Having located "#[derive(Clone)]" in the records below, repeat exactly the line it is on and all subsequent lines, ending with the last.

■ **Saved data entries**
------------------------------------------------------------

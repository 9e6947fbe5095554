//! Shared application state.

use std::sync::Arc;

use async_trait::async_trait;

use rating_service_lib::{infra::Database, Services};

/// Reachability check for the backing store.
#[async_trait]
pub trait HealthProbe: Send + Sync {
    async fn ping(&self) -> Result<(), String>;
}

#[async_trait]
impl HealthProbe for Database {
    async fn ping(&self) -> Result<(), String> {
        Database::ping(self).await.map_err(|e| e.to_string())
    }
}

/// Application state shared across handlers.
#[derive(Clone)]
pub struct AppState {
    pub services: Services,
    pub health: Arc<dyn HealthProbe>,
}

impl AppState {
    pub fn new(services: Services, health: Arc<dyn HealthProbe>) -> Self {
        Self { services, health }
    }
}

------------------------------------------------------------

■ **Result below**
#[derive(Clone)]
pub struct AppState {
    pub services: Services,
    pub health: Arc<dyn HealthProbe>,
}

impl AppState {
    pub fn new(services: Services, health: Arc<dyn HealthProbe>) -> Self {
        Self { services, health }
    }
}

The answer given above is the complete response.